== Work to complete ==
Scan the records for the word "authoritative". Return each line where it is found.

== Data records ==
----------
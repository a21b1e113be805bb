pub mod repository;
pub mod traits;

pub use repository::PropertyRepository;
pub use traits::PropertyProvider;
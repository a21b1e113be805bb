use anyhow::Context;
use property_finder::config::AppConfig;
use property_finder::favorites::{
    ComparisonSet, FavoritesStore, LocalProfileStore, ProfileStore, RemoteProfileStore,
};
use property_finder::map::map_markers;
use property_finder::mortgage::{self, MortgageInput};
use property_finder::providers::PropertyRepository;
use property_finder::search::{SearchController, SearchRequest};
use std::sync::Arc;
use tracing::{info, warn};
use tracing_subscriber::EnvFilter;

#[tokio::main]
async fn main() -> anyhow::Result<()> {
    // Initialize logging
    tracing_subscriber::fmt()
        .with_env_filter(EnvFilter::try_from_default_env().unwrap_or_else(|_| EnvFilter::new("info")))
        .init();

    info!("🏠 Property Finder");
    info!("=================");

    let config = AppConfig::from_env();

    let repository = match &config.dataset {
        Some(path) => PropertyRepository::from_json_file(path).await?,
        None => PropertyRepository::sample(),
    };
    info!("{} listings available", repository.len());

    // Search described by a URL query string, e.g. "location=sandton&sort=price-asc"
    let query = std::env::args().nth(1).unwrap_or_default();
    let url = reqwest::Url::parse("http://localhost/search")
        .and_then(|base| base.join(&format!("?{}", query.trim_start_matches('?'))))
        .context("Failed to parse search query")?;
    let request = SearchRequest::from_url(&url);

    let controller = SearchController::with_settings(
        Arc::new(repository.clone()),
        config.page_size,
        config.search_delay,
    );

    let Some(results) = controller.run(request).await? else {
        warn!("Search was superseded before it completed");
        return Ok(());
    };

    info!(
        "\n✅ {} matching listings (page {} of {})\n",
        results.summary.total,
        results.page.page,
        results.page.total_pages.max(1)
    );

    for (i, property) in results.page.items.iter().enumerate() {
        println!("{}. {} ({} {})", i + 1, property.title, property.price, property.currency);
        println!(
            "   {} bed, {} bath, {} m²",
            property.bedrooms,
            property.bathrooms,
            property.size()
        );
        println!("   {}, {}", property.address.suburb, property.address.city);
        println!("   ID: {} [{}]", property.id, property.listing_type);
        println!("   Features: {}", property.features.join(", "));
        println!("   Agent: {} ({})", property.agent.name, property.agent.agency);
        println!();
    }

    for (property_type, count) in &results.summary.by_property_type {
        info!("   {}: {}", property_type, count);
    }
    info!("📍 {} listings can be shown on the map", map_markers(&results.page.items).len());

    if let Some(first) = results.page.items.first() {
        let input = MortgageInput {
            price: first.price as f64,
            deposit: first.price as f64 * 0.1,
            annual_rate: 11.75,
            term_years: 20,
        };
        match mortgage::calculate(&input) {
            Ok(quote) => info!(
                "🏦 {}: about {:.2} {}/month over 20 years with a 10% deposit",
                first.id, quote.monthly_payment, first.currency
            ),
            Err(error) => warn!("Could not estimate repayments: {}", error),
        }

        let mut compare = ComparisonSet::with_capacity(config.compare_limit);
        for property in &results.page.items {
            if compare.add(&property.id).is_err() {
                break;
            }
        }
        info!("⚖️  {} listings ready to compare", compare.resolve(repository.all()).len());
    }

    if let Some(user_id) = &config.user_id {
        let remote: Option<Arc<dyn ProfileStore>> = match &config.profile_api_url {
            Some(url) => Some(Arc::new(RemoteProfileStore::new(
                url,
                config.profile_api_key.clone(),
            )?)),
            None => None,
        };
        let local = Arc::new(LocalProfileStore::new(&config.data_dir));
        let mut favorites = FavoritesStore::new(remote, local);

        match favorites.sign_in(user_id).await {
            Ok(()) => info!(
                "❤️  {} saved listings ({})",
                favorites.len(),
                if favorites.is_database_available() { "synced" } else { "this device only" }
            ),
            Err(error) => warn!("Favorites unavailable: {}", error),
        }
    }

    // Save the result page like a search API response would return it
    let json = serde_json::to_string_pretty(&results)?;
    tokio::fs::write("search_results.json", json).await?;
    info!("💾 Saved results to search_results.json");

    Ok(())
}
----------
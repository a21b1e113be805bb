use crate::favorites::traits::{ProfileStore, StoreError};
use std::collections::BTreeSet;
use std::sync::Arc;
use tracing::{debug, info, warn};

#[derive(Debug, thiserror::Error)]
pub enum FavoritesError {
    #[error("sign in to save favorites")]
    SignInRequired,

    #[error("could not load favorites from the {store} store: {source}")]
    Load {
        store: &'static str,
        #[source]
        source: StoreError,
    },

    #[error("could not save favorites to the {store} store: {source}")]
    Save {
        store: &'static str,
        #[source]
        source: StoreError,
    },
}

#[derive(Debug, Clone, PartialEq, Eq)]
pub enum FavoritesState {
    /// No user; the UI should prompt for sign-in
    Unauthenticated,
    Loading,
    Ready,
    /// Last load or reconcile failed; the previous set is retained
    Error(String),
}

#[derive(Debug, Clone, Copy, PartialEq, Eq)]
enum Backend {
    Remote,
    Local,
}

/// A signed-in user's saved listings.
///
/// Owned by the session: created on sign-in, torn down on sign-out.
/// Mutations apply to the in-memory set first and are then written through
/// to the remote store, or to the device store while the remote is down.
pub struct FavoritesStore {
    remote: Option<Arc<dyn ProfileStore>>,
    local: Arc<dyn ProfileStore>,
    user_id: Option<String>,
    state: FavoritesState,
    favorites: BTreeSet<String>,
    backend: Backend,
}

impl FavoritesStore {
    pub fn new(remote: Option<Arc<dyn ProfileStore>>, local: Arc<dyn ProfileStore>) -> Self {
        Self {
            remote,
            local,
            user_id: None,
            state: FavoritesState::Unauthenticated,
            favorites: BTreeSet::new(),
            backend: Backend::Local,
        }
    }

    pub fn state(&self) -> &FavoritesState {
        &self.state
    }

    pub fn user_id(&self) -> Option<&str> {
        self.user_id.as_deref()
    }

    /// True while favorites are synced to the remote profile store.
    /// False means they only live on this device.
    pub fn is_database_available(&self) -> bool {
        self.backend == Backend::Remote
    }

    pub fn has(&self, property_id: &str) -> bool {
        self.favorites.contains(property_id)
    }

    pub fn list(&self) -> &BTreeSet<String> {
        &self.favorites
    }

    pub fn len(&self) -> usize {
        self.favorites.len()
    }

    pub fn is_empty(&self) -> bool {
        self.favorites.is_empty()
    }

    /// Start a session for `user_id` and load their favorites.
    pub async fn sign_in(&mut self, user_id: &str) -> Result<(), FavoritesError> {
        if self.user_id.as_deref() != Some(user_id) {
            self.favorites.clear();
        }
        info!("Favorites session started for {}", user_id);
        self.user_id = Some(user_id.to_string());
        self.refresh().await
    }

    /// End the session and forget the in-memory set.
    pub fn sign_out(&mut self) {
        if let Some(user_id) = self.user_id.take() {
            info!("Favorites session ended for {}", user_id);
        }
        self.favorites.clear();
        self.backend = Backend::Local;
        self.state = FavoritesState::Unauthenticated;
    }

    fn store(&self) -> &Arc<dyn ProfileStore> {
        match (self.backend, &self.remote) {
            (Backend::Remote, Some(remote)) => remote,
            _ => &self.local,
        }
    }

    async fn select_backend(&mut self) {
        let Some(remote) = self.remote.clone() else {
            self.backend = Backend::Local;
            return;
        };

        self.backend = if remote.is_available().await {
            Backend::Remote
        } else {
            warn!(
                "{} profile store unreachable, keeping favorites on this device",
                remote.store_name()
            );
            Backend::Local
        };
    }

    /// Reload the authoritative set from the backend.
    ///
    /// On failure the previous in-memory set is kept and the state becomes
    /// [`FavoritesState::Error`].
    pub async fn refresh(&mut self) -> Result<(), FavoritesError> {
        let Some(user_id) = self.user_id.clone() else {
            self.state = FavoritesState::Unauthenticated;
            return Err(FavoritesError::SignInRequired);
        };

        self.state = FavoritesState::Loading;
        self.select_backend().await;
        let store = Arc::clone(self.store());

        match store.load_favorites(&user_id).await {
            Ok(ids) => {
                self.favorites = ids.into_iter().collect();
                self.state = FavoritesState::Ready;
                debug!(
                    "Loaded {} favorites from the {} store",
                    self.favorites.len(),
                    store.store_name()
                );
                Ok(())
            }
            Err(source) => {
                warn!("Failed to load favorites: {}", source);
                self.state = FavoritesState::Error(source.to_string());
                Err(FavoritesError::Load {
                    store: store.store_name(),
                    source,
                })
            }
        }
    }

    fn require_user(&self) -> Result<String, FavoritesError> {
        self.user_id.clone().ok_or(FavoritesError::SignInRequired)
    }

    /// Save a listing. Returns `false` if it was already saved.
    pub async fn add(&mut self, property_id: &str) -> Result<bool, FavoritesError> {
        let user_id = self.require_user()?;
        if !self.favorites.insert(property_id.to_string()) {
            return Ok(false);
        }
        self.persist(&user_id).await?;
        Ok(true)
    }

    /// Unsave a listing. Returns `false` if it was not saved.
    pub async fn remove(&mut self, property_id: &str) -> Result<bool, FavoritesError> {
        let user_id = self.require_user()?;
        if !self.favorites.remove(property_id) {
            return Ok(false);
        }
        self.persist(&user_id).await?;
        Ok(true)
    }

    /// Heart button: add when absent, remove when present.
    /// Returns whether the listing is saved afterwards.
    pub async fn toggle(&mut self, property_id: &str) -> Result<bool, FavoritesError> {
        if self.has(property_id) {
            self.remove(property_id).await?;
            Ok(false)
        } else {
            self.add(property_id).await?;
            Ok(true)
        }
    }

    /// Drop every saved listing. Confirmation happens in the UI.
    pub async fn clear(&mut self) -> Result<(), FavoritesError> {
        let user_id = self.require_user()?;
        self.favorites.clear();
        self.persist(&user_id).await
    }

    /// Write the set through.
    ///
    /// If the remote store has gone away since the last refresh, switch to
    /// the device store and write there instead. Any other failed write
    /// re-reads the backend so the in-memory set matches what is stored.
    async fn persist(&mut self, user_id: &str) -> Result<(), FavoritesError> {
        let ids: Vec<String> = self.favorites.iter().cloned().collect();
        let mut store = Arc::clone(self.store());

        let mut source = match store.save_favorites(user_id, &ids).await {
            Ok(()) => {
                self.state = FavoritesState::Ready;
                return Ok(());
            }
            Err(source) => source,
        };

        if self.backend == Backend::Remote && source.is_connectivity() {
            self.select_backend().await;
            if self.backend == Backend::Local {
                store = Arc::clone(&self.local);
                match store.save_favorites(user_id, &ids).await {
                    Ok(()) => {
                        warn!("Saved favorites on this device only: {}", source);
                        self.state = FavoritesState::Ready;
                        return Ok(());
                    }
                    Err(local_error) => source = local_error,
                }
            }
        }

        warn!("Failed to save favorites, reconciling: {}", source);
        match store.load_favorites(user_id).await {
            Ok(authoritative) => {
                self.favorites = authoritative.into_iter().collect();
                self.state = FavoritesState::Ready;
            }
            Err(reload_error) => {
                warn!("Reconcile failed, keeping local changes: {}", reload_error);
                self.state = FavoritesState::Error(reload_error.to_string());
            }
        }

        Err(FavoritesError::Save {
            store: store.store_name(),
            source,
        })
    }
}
----------
== Output for this task ==
    /// Reload the authoritative set from the backend.
            Ok(authoritative) => {
                self.favorites = authoritative.into_iter().collect();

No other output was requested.